I figured this would be a quick one. Just a feel-good story of a forgotten singer/songwriter getting plucked from obscurity and put on the stage once again. I reckoned a couple of hours at the gig, a snap or two, a few quick paragraphs that I'd wrap up with a happy ending of glowing nostalgia, and Bob's your uncle. I was wrong.
The show started as expected. Vocalist/guitarist Suzannah Johannes opened the show at 7:30. An early gig on Memorial Day Monday. Somehow the room was full. She was joined on stage by pianist David Wetzel. He is a bit of a sideman about town that more than earns his keep. Johannes creates indie rock tinged with folk and then performs them as singer/songwriter fare. Sometimes this softens her compositions. Sometimes it imbues them with added emotional heft. Her twenty-five-minute set was packed with short two-minute songs. Each was engaging – sometimes even catchy. That's an adjective which both belittles and praises her craft. She performed sitting down, eyes closed, her fingers tumbling over the strings of her electric guitar. The audience was split – those that had come for Johannes and those that had never heard of her – but all were attentive. Maybe impressed. I'm always impressed when I see Suzannah Johannes.

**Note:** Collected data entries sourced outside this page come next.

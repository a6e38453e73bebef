//! Catalog-backed row factory
//!
//! Initial rows come from the active catalog items, each unchecked with the
//! item's default hours and quantity. Appended rows are stamped from a blank
//! row template.

use std::sync::Arc;

use shared::{form_debug, Component, RowIndex};

use crate::error::PricingResult;
use crate::services::text_surface::TextSurface;
use crate::traits::{DisplaySurface, RowFactory};
use crate::types::{CatalogItem, RowBinding, RowRecord, RowTemplate};

/// Row factory backed by a catalog and a blank row template
#[derive(Debug, Clone, Default)]
pub struct CatalogRowFactory {
    catalog: Vec<CatalogItem>,
    template: RowTemplate,
}

impl CatalogRowFactory {
    pub fn new(catalog: Vec<CatalogItem>, template: RowTemplate) -> Self {
        Self { catalog, template }
    }

    /// Rows for every catalog item, indexed from 0 in catalog order
    pub fn materialize(&self) -> Vec<RowBinding> {
        self.catalog
            .iter()
            .enumerate()
            .map(|(position, item)| {
                let record = RowRecord::new(RowIndex(position), item.hourly_rate, item.base_fee)
                    .with_hours(item.default_hours)
                    .with_quantity(item.default_quantity);
                RowBinding::new(record, Self::new_cell())
            })
            .collect()
    }

    fn new_cell() -> Arc<dyn DisplaySurface> {
        Arc::new(TextSurface::new())
    }
}

impl RowFactory for CatalogRowFactory {
    fn create_row(&self, index: RowIndex) -> PricingResult<RowBinding> {
        form_debug!(Component::Pricing, row = %index, "Stamping blank row");
        Ok(RowBinding::new(self.template.stamp(index), Self::new_cell()))
    }
}
//! Shared types for the draft-form workspace
//!
//! Contains only what more than one component needs: identifiers, money
//! parsing and formatting, configuration and logging. Component-internal
//! types are kept in their respective crates.

pub mod config;
pub mod errors;
pub mod logging;
pub mod money;
pub mod types;

pub use config::{FormConfig, ManagementCounts, DEFAULT_MAX_ROWS};
pub use errors::*;
pub use money::CurrencyFormat;
pub use types::*;

// Re-exported so downstream crates name one decimal type
pub use rust_decimal::Decimal;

Everything was going as predicted when Florida's Landon Gay took the stage as Howdy. He's been called a "saltwater cowboy," though his thirty-five-minute set felt more indebted to laidback '70s singer-songwriters than modern country. Gay sat center stage on a high stool, punctuating acoustic strums with slight percussive chucks. Several songs echoed Leonard Cohen's vocal cadence. One stood shoulder to shoulder with Glen Campbell's "Gentle on My Mind." A cover of The Eagles' "Peaceful Easy Feeling" was both well done and well received. When I heard the dexterous fingerpicking in closer "Golden," I decided I had enough for my quick write-up.
But between acts, the anticipation of the large crowd became impossible to miss. I began to wonder why there were over a hundred twenty-somethings at RecordBar on a Monday holiday to see a 71-year-old singer/songwriter, one whose sole album of acoustic sunshine pop was self-released in 1976. Like most things I don’t understand about modern music, the answer was Spotify. The algorithm unearthed those forgotten tunes, pushed them to a Generation Z audience, and in a viral moment, everything old became new again. That thought was reinforced when I watched a disposable camera handed to a stranger-turned-photographer. “It’s already wound, you just have to hit the button,” came the instruction. Oh, we’re doing this again now too?
Robert Lester Folsom’s path to the RecordBar stage is a fascinating one worthy of the long articles that others have already written. I had planned to rehash it for schmaltz. Then Folsom took the stage. He was a jolly frontman, thrilled to be given another chance to play the music and live the life he always dreamt about. Between songs he offered stories, befuddled amusement, and sincere appreciation for the audience. That same joy was often infused into his AM gold and sunshine pop gems. Each was simple, hummable, and lyrically direct. His backing quintet – each nearly fifty years his junior – offered beautiful harmonies, smart leads, strong bass lines, and accented Folsom’s sparkling melodies. The optimistic lyrical moments recalled Laurel Canyon’s easy vibes. The darker ones recalled the rich countrified storytelling of The Band. The audience knew them all, fawning over “April Suzanne,” “Super See,” and “My Stove’s on Fire,” leaping for the Moon Pies that they knew would be tossed out during “Sitting on the Moon,” and clapping along to “Singing in the Shower.” Over the course of a nearly two-hour set, I realized the night wasn't about Robert Lester Folsom's history, but about his present. The backstory isn't the story at all.